El Salvador, temeroso de ficar de fora desse lucrativo projeto da Rota da Seda, foi o último país – e o terceiro da região em apenas dois anos – a cessar as relações diplomáticas com Taiwan para reconhecer a China . Em 2018, os alarmes saltaram em muitas mídias quando, nesse contexto, a construção da estação espacial instalada na Argentina foi concluída . O projeto vem levantando suspeitas desde que começou em 2012 por seu sigilo e as possibilidades que oferece ao gigante asiático de reunir informações no hemisfério .

O crescente papel da China na região tem muitas reminiscências da Guerra Fria. No entanto, embora seja verdade que as disputas hegemônicas poderiam se espalhar para os dois lados do Pacífico, a situação ainda está longe de levar a um conflito semelhante ao de Moscou e Washington. Primeiro, a competição dos EUA UU com a China não tem a carga ideológica que teve sua rivalidade com a Rússia. Além disso, a China faz uso do livre comércio , do qual Washington foi o principal porta-estandarte até recentemente, a expandir sua influência política . Da mesma forma, o pragmatismo chinês está mais interessado em uma América Latina próspera, por seus interesses econômicos, do que sob uma bandeira comunista.. Embora o resultado seja a manutenção do poder de regimes antidemocráticos, Pequim é indiferente ao tipo de governo . Por outro lado, tanto quanto a dicotomia entre EE. UU e a China pode penetrar na região e causar certas divisões, os países latino-americanos não foram vítimas dessa rivalidade, mas fizeram uso dela para promover seus interesses .

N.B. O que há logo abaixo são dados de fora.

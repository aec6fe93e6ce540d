//! Oracle configuration.
//!
//! Sources, later ones overriding earlier ones:
//! 1. built-in defaults
//! 2. a JSON file (explicit path, or `<config_dir>/calcvis/config.json` if present)
//! 3. environment variables

use crate::gemini::GeminiOracle;
use crate::oracle::{Oracle, UnavailableOracle};
use log::warn;
use serde::{Deserialize, Serialize};
use std::fs;
use std::path::{Path, PathBuf};
use thiserror::Error;

pub const DEFAULT_MODEL: &str = "gemini-2.0-flash-thinking-exp-01-21";
pub const DEFAULT_ENDPOINT: &str = "https://generativelanguage.googleapis.com/v1beta";

/// Environment variables holding the API key, in lookup order.
pub const API_KEY_VARS: &[&str] = &["GEMINI_API_KEY", "NEXT_PUBLIC_GEMINI_API_KEY"];
pub const MODEL_VAR: &str = "CALCVIS_MODEL";
pub const ENDPOINT_VAR: &str = "CALCVIS_ENDPOINT";

#[derive(Debug, Error)]
pub enum ConfigError {
    #[error("cannot read {path}: {source}")]
    Io {
        path: PathBuf,
        source: std::io::Error,
    },

    #[error("invalid config {path}: {source}")]
    Parse {
        path: PathBuf,
        source: serde_json::Error,
    },
}

#[derive(Debug, Clone, PartialEq, Serialize, Deserialize)]
#[serde(default)]
pub struct OracleConfig {
    /// Without a key the oracle is unavailable and every analysis falls back.
    pub api_key: Option<String>,
    pub model: String,
    pub endpoint: String,
    /// Request timeout. `None` waits indefinitely.
    pub timeout_secs: Option<u64>,
}

impl Default for OracleConfig {
    fn default() -> Self {
        Self {
            api_key: None,
            model: DEFAULT_MODEL.to_string(),
            endpoint: DEFAULT_ENDPOINT.to_string(),
            timeout_secs: None,
        }
    }
}

impl OracleConfig {
    pub fn default_path() -> Option<PathBuf> {
        dirs::config_dir().map(|dir| dir.join("calcvis").join("config.json"))
    }

    /// Load from `path`, or from [`default_path`](Self::default_path) when it
    /// exists, then apply the process environment.
    ///
    /// An explicit path must exist; the default one is optional.
    pub fn load(path: Option<&Path>) -> Result<Self, ConfigError> {
        let mut config = match path {
            Some(path) => Self::from_file(path)?,
            None => match Self::default_path().filter(|p| p.exists()) {
                Some(path) => Self::from_file(&path)?,
                None => Self::default(),
            },
        };
        config.apply_env_from(|name| std::env::var(name).ok());
        Ok(config)
    }

    pub fn from_file(path: &Path) -> Result<Self, ConfigError> {
        let text = fs::read_to_string(path).map_err(|source| ConfigError::Io {
            path: path.to_path_buf(),
            source,
        })?;
        serde_json::from_str(&text).map_err(|source| ConfigError::Parse {
            path: path.to_path_buf(),
            source,
        })
    }

    /// Apply overrides from a variable lookup. Empty values are ignored.
    pub fn apply_env_from<F>(&mut self, lookup: F)
    where
        F: Fn(&str) -> Option<String>,
    {
        let lookup = |name: &str| lookup(name).filter(|v| !v.trim().is_empty());

        if let Some(key) = API_KEY_VARS.iter().find_map(|name| lookup(name)) {
            self.api_key = Some(key);
        }
        if let Some(model) = lookup(MODEL_VAR) {
            self.model = model;
        }
        if let Some(endpoint) = lookup(ENDPOINT_VAR) {
            self.endpoint = endpoint;
        }
    }
}

/// Build the configured oracle, or an [`UnavailableOracle`] when the Gemini
/// client cannot be constructed.
pub fn oracle_from_config(config: &OracleConfig) -> Box<dyn Oracle> {
    match GeminiOracle::new(config) {
        Ok(oracle) => Box::new(oracle),
        Err(e) => {
            warn!("analysis service disabled ({}); results will use fallback data", e);
            Box::new(UnavailableOracle::new(e.to_string()))
        }
    }
}

#[cfg(test)]
mod tests {
    use super::*;
    use std::collections::HashMap;
    use std::io::Write;

    #[test]
    fn test_defaults() {
        let config = OracleConfig::default();
        assert_eq!(config.api_key, None);
        assert_eq!(config.model, DEFAULT_MODEL);
        assert_eq!(config.endpoint, DEFAULT_ENDPOINT);
        assert_eq!(config.timeout_secs, None);
    }

    #[test]
    fn test_env_overrides() {
        let vars: HashMap<&str, &str> = [
            ("NEXT_PUBLIC_GEMINI_API_KEY", "legacy"),
            ("CALCVIS_MODEL", "gemini-pro"),
            ("CALCVIS_ENDPOINT", ""),
        ]
        .into_iter()
        .collect();

        let mut config = OracleConfig::default();
        config.apply_env_from(|name| vars.get(name).map(|v| v.to_string()));

        assert_eq!(config.api_key.as_deref(), Some("legacy"));
        assert_eq!(config.model, "gemini-pro");
        assert_eq!(config.endpoint, DEFAULT_ENDPOINT);
    }

    #[test]
    fn test_primary_key_var_wins() {
        let mut config = OracleConfig::default();
        config.apply_env_from(|name| match name {
            "GEMINI_API_KEY" => Some("primary".to_string()),
            "NEXT_PUBLIC_GEMINI_API_KEY" => Some("legacy".to_string()),
            _ => None,
        });
        assert_eq!(config.api_key.as_deref(), Some("primary"));
    }

    #[test]
    fn test_partial_file() {
        let mut file = tempfile::NamedTempFile::new().unwrap();
        write!(file, r#"{{"model": "custom", "timeout_secs": 30}}"#).unwrap();

        let config = OracleConfig::from_file(file.path()).unwrap();
        assert_eq!(config.model, "custom");
        assert_eq!(config.timeout_secs, Some(30));
        assert_eq!(config.endpoint, DEFAULT_ENDPOINT);
    }

    #[test]
    fn test_bad_file() {
        let mut file = tempfile::NamedTempFile::new().unwrap();
        write!(file, "not json").unwrap();
        assert!(matches!(
            OracleConfig::from_file(file.path()),
            Err(ConfigError::Parse { .. })
        ));

        assert!(matches!(
            OracleConfig::from_file(Path::new("/definitely/not/here.json")),
            Err(ConfigError::Io { .. })
        ));
    }
}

Embora seja verdade que a decolagem tenha sido um sucesso, isso não significa que o resto do caminho será fácil. A China ainda encontra resistência na região, mesmo entre seus principais parceiros comerciais . Em adição, as consequências da capital chinesa começaram a aparecer e tem sido amplamente criticado por sua falta de proteção do meio ambiente , o impacto negativo sobre os direitos dos povos indígenas e a falta de transparência em uma região que ainda resiste a luta contra a corrupção .

Um dos pilares que mantiveram a preeminência da EE. UU na região é sua proximidade geográfica, algo que não está ao alcance de Pequim, especialmente considerando que as contradições e polaridades dentro da China ainda não conseguem projetar tanto poder. Embora seja verdade que o prestígio da China está crescendo, a maioria dos países latino-americanos ainda prefere a EE. UU como líder mundial .

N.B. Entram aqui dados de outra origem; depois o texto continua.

use calcvis_parser::ParseError;
use thiserror::Error;

/// Failures while evaluating an expression at a point.
///
/// Domain problems such as `1/0` or `log(-1)` are not errors: they follow
/// IEEE-754 and produce infinities or NaN.
#[derive(Debug, Clone, PartialEq, Error)]
pub enum EvalError {
    #[error(transparent)]
    Parse(#[from] ParseError),

    #[error("Undefined variable: {0}")]
    UndefinedVariable(String),

    #[error("Unknown function: {0}")]
    UnknownFunction(String),

    #[error("{name}() expects {expected} argument(s), got {got}")]
    Arity {
        name: String,
        expected: &'static str,
        got: usize,
    },
}
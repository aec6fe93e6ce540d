pub mod ast;
pub mod error;
pub mod parser;
pub mod pest_parser;

// Re-export commonly used items
pub use ast::{BinaryOp, Expr, UnaryOp};
pub use error::ParseError;
pub use pest_parser::parse;
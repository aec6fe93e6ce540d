use thiserror::Error;

#[derive(Debug, Error, Clone, PartialEq)]
pub enum PlotError {
    #[error("invalid domain [{0}, {1}]")]
    InvalidDomain(f64, f64),

    #[error("invalid range [{0}, {1}]")]
    InvalidRange(f64, f64),

    #[error("viewport {width}x{height} has no drawable area")]
    EmptyViewport { width: f64, height: f64 },
}
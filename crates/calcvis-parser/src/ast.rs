//! Syntax tree for the expression language.

use std::collections::BTreeSet;
use std::fmt;

#[derive(Debug, Clone, Copy, PartialEq, Eq)]
pub enum UnaryOp {
    Neg,
}

#[derive(Debug, Clone, Copy, PartialEq, Eq)]
pub enum BinaryOp {
    Add,
    Sub,
    Mul,
    Div,
    Pow,
}

impl BinaryOp {
    pub fn symbol(self) -> &'static str {
        match self {
            BinaryOp::Add => "+",
            BinaryOp::Sub => "-",
            BinaryOp::Mul => "*",
            BinaryOp::Div => "/",
            BinaryOp::Pow => "^",
        }
    }
}

/// A parsed expression.
///
/// Implicit multiplication (`2x`) is represented as an ordinary
/// [`BinaryOp::Mul`] node; the tree keeps no trace of the surface syntax.
#[derive(Debug, Clone, PartialEq)]
pub enum Expr {
    Number(f64),
    Variable(String),
    Unary {
        op: UnaryOp,
        operand: Box<Expr>,
    },
    Binary {
        op: BinaryOp,
        lhs: Box<Expr>,
        rhs: Box<Expr>,
    },
    Call {
        name: String,
        args: Vec<Expr>,
    },
}

impl Expr {
    pub fn binary(op: BinaryOp, lhs: Expr, rhs: Expr) -> Self {
        Expr::Binary {
            op,
            lhs: Box::new(lhs),
            rhs: Box::new(rhs),
        }
    }

    pub fn neg(operand: Expr) -> Self {
        Expr::Unary {
            op: UnaryOp::Neg,
            operand: Box::new(operand),
        }
    }

    /// Names referenced as variables (not as callees), sorted.
    pub fn variables(&self) -> BTreeSet<&str> {
        let mut out = BTreeSet::new();
        self.collect_variables(&mut out);
        out
    }

    fn collect_variables<'a>(&'a self, out: &mut BTreeSet<&'a str>) {
        match self {
            Expr::Number(_) => {}
            Expr::Variable(name) => {
                out.insert(name.as_str());
            }
            Expr::Unary { operand, .. } => operand.collect_variables(out),
            Expr::Binary { lhs, rhs, .. } => {
                lhs.collect_variables(out);
                rhs.collect_variables(out);
            }
            Expr::Call { args, .. } => {
                for arg in args {
                    arg.collect_variables(out);
                }
            }
        }
    }
}

/// Fully parenthesised form. The output parses back to an equal tree.
impl fmt::Display for Expr {
    fn fmt(&self, f: &mut fmt::Formatter<'_>) -> fmt::Result {
        match self {
            Expr::Number(n) => write!(f, "{}", n),
            Expr::Variable(name) => write!(f, "{}", name),
            Expr::Unary {
                op: UnaryOp::Neg,
                operand,
            } => write!(f, "(-{})", operand),
            Expr::Binary { op, lhs, rhs } => write!(f, "({} {} {})", lhs, op.symbol(), rhs),
            Expr::Call { name, args } => {
                write!(f, "{}(", name)?;
                for (i, arg) in args.iter().enumerate() {
                    if i > 0 {
                        write!(f, ", ")?;
                    }
                    write!(f, "{}", arg)?;
                }
                write!(f, ")")
            }
        }
    }
}
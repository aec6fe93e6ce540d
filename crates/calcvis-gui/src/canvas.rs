//! Paints a [`PlotScene`] with the egui painter.

use crate::theme::to_color32;
use calcvis_color::Gradient;
use calcvis_plot::{PlotScene, Point};
use egui::{Align2, FontId, Mesh, Painter, Pos2, Rect, Shape, Stroke, Vec2};

/// Columns used to approximate the gradient with a vertex-coloured mesh.
const GRADIENT_COLUMNS: usize = 64;

/// Viewport for a canvas occupying `outer`, leaving room for the frame.
pub fn inner_size(outer: Vec2, frame_inset: f32) -> Vec2 {
    (outer - Vec2::splat(2.0 * frame_inset)).max(Vec2::ZERO)
}

pub fn paint_scene(painter: &Painter, outer: Rect, scene: &PlotScene) {
    paint_gradient(painter, outer, &scene.gradient);

    let inset = scene.frame_inset as f32;
    let origin = outer.min + Vec2::splat(inset);
    let at = |p: Point| origin + Vec2::new(p.x as f32, p.y as f32);

    let canvas = Rect::from_min_size(origin, Vec2::new(scene.width as f32, scene.height as f32));
    painter.rect_filled(canvas, 0.0, to_color32(scene.background));

    let inner = painter.with_clip_rect(canvas);

    let line_stroke = |stroke: &calcvis_plot::Stroke| {
        Stroke::new(stroke.width as f32, to_color32(stroke.color))
    };

    for line in scene.grid.iter().chain(&scene.axes) {
        inner.line_segment([at(line.from), at(line.to)], line_stroke(&line.stroke));
    }

    if let Some(curve) = &scene.curve {
        let points: Vec<Pos2> = curve.points.iter().copied().map(at).collect();
        inner.add(Shape::line(points, line_stroke(&curve.stroke)));
    }

    // Wider than the curve, so they cover it where the derivative is known.
    for line in &scene.segments {
        inner.line_segment([at(line.from), at(line.to)], line_stroke(&line.stroke));
    }

    for marker in &scene.markers {
        let center = at(marker.center);
        inner.circle_filled(center, marker.radius as f32, to_color32(marker.fill));
        inner.text(
            center,
            Align2::CENTER_CENTER,
            marker.label,
            FontId::proportional(marker.label_size as f32),
            to_color32(marker.label_color),
        );
    }

    if let Some(message) = &scene.message {
        inner.text(
            at(message.anchor),
            Align2::CENTER_CENTER,
            &message.content,
            FontId::proportional(message.size as f32),
            to_color32(message.color),
        );
    }
}

/// Fill `rect` with a left-to-right gradient.
fn paint_gradient(painter: &Painter, rect: Rect, gradient: &Gradient) {
    let mut mesh = Mesh::default();

    for column in 0..=GRADIENT_COLUMNS {
        let t = column as f32 / GRADIENT_COLUMNS as f32;
        let x = rect.left() + t * rect.width();
        let color = to_color32(gradient.color_at(f64::from(t) * 100.0));
        mesh.colored_vertex(Pos2::new(x, rect.top()), color);
        mesh.colored_vertex(Pos2::new(x, rect.bottom()), color);

        if column > 0 {
            let i = (2 * column) as u32;
            mesh.add_triangle(i - 2, i - 1, i);
            mesh.add_triangle(i - 1, i + 1, i);
        }
    }

    painter.add(Shape::mesh(mesh));
}

#[cfg(test)]
mod tests {
    use super::*;

    #[test]
    fn test_inner_size_never_negative() {
        assert_eq!(inner_size(Vec2::new(408.0, 308.0), 4.0), Vec2::new(400.0, 300.0));
        assert_eq!(inner_size(Vec2::new(4.0, 100.0), 4.0), Vec2::new(0.0, 92.0));
    }
}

Embora não pareça que a situação leve a um conflito em grande escala no futuro próximo, o crescente poder da China na região provavelmente se tornará uma dor de cabeça para Washington. Embora a Administração Trump não tenha em alta estima seus vizinhos do sul, ter seu concorrente estratégico manobrando em seu “quintal” não tem sido muito bom. Embora a influência e aprovação de EE. UU Ele teve suas idas e vindas, já faz um tempo desde que eu tinha um concorrente do tamanho da China. Em outras palavras, o fato de sua rivalidade não se tornar um jogo de soma zero , como aconteceu durante a Guerra Fria, não significa que essa questão não possa desencadear um conflito.

No futuro próximo, é bem possível que outros países cortem relações com Taiwan . Dadas as suas dívidas e as sanções da EE. UU. O regime de Maduro, se sobreviver , continuará a depender da China. Da mesma forma, é possível que outros países da região fortaleçam seus laços com Pequim devido à falta de certeza sobre a direção da política dos EUA na região. À medida que seus interesses econômicos na América Latina aumentam, a China terá mais capacidade e vontade de influenciar – possivelmente contra os interesses dos EUA – os desenvolvimentos políticos na região.

Em suma, a influência da China na América Latina ainda é um capítulo para fechar a rivalidade geopolítica entre Washington e Pequim. Como em outras partes do mundo, Pequim tem combatido o poder americano de maneira assimétrica e emergiu notavelmente triunfante. No entanto, as conseqüências de seu crescente poder no “quintal” de Washington ainda precisam ser vistas.

Texto de Cristina da Esperança publicado no El Páis. Formada em Relações Internacionais pela URJC. Mestrado em Estudos Estratégicos pela Escola de Estudos Internacionais de S. Rajaratnam (Singapura). Interessado em geopolítica na Ásia-Pacífico, relações civis-militares e terrorismo.